BI sudah menaikan BI Rate sebesar 175 basis poin sejak tahun lalu.

oleh Fiki Ariyanti diperbarui 17 Des 2014, 21:01 WIB
Diterbitkan 17 Des 2014, 21:01 WIB
Ilustrasi Bank Indonesia
Ilustrasi Bank Indonesia (Liputan6.com/Johan Fatzry)

Liputan6.com, Jakarta - Bank Indonesia (BI) tercatat sudah menaikkan suku bunga acuan (BI Rate) sebesar 175 basis poin atau 1,75 persen sejak tahun lalu. Namun BI kerap kena semprot dari sejumlah pihak setiap kali mengumumkan kebijakan tersebut.

Dalam bincang-bincang media di Gedung BI, hari ini (17/12/2014), Deputi Gubernur Senior BI, Mirza Adityaswara mengisahkan pengalaman menderita dari Turki yang berusaha melawan pasar di saat membutuhkan dana dari luar negeri untuk menambal defisit transaksi berjalan.

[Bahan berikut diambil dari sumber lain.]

use std::fmt;
use std::str::FromStr;

use serde::{Deserialize, Deserializer, Serialize, Serializer, de};

use crate::Error;

/// Severity of a log record.
///
/// The set is closed: only the five numeric values below are accepted.
#[derive(Debug, Clone, Copy, PartialEq, Eq, PartialOrd, Ord, Hash, Default)]
#[repr(u32)]
pub enum Severity {
    /// Diagnostic detail.
    Debug = 10,
    /// Normal operation.
    Info = 20,
    /// Something unexpected that does not stop the program.
    #[default]
    Warning = 30,
    /// An operation failed.
    Error = 40,
    /// The program may not be able to continue.
    Critical = 50,
}

impl Severity {
    /// All severities in ascending order.
    pub const ALL: [Severity; 5] = [
        Severity::Debug,
        Severity::Info,
        Severity::Warning,
        Severity::Error,
        Severity::Critical,
    ];

    /// Numeric value (10, 20, 30, 40 or 50).
    pub fn value(self) -> u32 {
        self as u32
    }

    /// Upper-case name as it appears in output lines.
    pub fn as_str(self) -> &'static str {
        match self {
            Self::Debug => "DEBUG",
            Self::Info => "INFO",
            Self::Warning => "WARNING",
            Self::Error => "ERROR",
            Self::Critical => "CRITICAL",
        }
    }

    /// Directive understood by `tracing_subscriber::EnvFilter`.
    pub fn filter_directive(self) -> &'static str {
        match self {
            Self::Debug => "debug",
            Self::Info => "info",
            Self::Warning => "warn",
            Self::Error | Self::Critical => "error",
        }
    }

    /// Map a `tracing` level onto the closed set. TRACE folds into DEBUG.
    pub fn from_tracing(level: tracing::Level) -> Self {
        match level {
            tracing::Level::TRACE | tracing::Level::DEBUG => Self::Debug,
            tracing::Level::INFO => Self::Info,
            tracing::Level::WARN => Self::Warning,
            _ => Self::Error,
        }
    }
}

impl TryFrom<u32> for Severity {
    type Error = Error;

    fn try_from(value: u32) -> Result<Self, Error> {
        match value {
            10 => Ok(Self::Debug),
            20 => Ok(Self::Info),
            30 => Ok(Self::Warning),
            40 => Ok(Self::Error),
            50 => Ok(Self::Critical),
            other => Err(Error::InvalidLevel(other.to_string())),
        }
    }
}

impl FromStr for Severity {
    type Err = Error;

    fn from_str(s: &str) -> Result<Self, Self::Err> {
        let s = s.trim();
        if let Ok(value) = s.parse::<u32>() {
            return Self::try_from(value);
        }
        match s.to_ascii_lowercase().as_str() {
            "debug" => Ok(Self::Debug),
            "info" => Ok(Self::Info),
            "warning" | "warn" => Ok(Self::Warning),
            "error" => Ok(Self::Error),
            "critical" | "fatal" => Ok(Self::Critical),
            _ => Err(Error::InvalidLevel(s.to_string())),
        }
    }
}

impl fmt::Display for Severity {
    fn fmt(&self, f: &mut fmt::Formatter<'_>) -> fmt::Result {
        f.write_str(self.as_str())
    }
}

impl Serialize for Severity {
    fn serialize<S: Serializer>(&self, serializer: S) -> Result<S::Ok, S::Error> {
        serializer.serialize_str(self.as_str())
    }
}

impl<'de> Deserialize<'de> for Severity {
    fn deserialize<D>(deserializer: D) -> Result<Self, D::Error>
    where
        D: Deserializer<'de>,
    {
        #[derive(Deserialize)]
        #[serde(untagged)]
        enum LevelInput {
            Number(u64),
            Name(String),
        }

        match LevelInput::deserialize(deserializer)? {
            LevelInput::Number(n) => u32::try_from(n)
                .map_err(|_| Error::InvalidLevel(n.to_string()))
                .and_then(Severity::try_from)
                .map_err(de::Error::custom),
            LevelInput::Name(name) => name.parse().map_err(de::Error::custom),
        }
    }
}

#[cfg(test)]
mod tests {
    use super::*;

    #[test]
    fn test_values_round_trip_through_try_from() {
        for level in Severity::ALL {
            assert_eq!(Severity::try_from(level.value()).unwrap(), level);
        }
    }

    #[test]
    fn test_out_of_set_values_rejected() {
        for value in [0, 1, 5, 15, 25, 31, 45, 51, 60, 100, u32::MAX] {
            let err = Severity::try_from(value).unwrap_err();
            assert!(matches!(err, Error::InvalidLevel(_)), "{value} accepted");
        }
    }

    #[test]
    fn test_ordering() {
        assert!(Severity::Debug < Severity::Info);
        assert!(Severity::Info < Severity::Warning);
        assert!(Severity::Warning < Severity::Error);
        assert!(Severity::Error < Severity::Critical);
        assert_eq!(Severity::default(), Severity::Warning);
    }

    #[test]
    fn test_from_str() {
        assert_eq!("info".parse::<Severity>().unwrap(), Severity::Info);
        assert_eq!("WARN".parse::<Severity>().unwrap(), Severity::Warning);
        assert_eq!("Critical".parse::<Severity>().unwrap(), Severity::Critical);
        assert_eq!("40".parse::<Severity>().unwrap(), Severity::Error);
        assert!("35".parse::<Severity>().is_err());
        assert!("verbose".parse::<Severity>().is_err());
    }

    #[test]
    fn test_deserialize_name_or_number() {
        let level: Severity = serde_yaml::from_str("debug").unwrap();
        assert_eq!(level, Severity::Debug);
        let level: Severity = serde_yaml::from_str("50").unwrap();
        assert_eq!(level, Severity::Critical);
        assert!(serde_yaml::from_str::<Severity>("42").is_err());
    }

    #[test]
    fn test_serialize_as_name() {
        assert_eq!(serde_yaml::to_string(&Severity::Info).unwrap().trim(), "INFO");
    }

    #[test]
    fn test_from_tracing() {
        assert_eq!(Severity::from_tracing(tracing::Level::TRACE), Severity::Debug);
        assert_eq!(Severity::from_tracing(tracing::Level::WARN), Severity::Warning);
        assert_eq!(Severity::from_tracing(tracing::Level::ERROR), Severity::Error);
    }
}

Mirza menceritakan, ketika Eropa mengalami gonjang ganjing perekonomian di periode 2010, Turki menurunkan suku bunga acuan hingga 500 Bps. Apa yang terjadi? Lanjutnya, bukan memperbaiki perekonomian, malah menggerus mata uang Turki Lira.

"Akhirnya karena melemah kurs Lira, Turki naikkan lagi suku bunganya 500 Bps. Boleh saja punya keinginan tapi harus ada realitasnya, harus tahu pasar keuangannya seperti apa," ujar dia.

Setelah bertahan, sambungnya, Bank Sentral Turki kembali menurunkan suku bunga acuan karena ada isu tapering off dari Amerika Serikat (AS), tapi menyesuaikan lagi dari 3,5 persen menjadi 8 persen. "Karena dia nggak mampu melawan," ucapnya.

Sementara BI, kata dia, mendapat serbuan kemarahan akibat menaikkan BI Rate 1,75 persen. Padahal Mirza menyebut, kebijakan itu dilakukan demi menjaga stabilitas perekonomian Indonesia karena negara ini juga dilanda defisit transaksi berjalan.  

"BI baru naikkan 1,75 persen saja dimarahi, kan ini untuk kebaikan negeri ini, bukan kejelekan. Kalau bisa nurunin BI Rate, pasti kita lakukan. Namanya juga obat, akan terasa pahit," jelas dia.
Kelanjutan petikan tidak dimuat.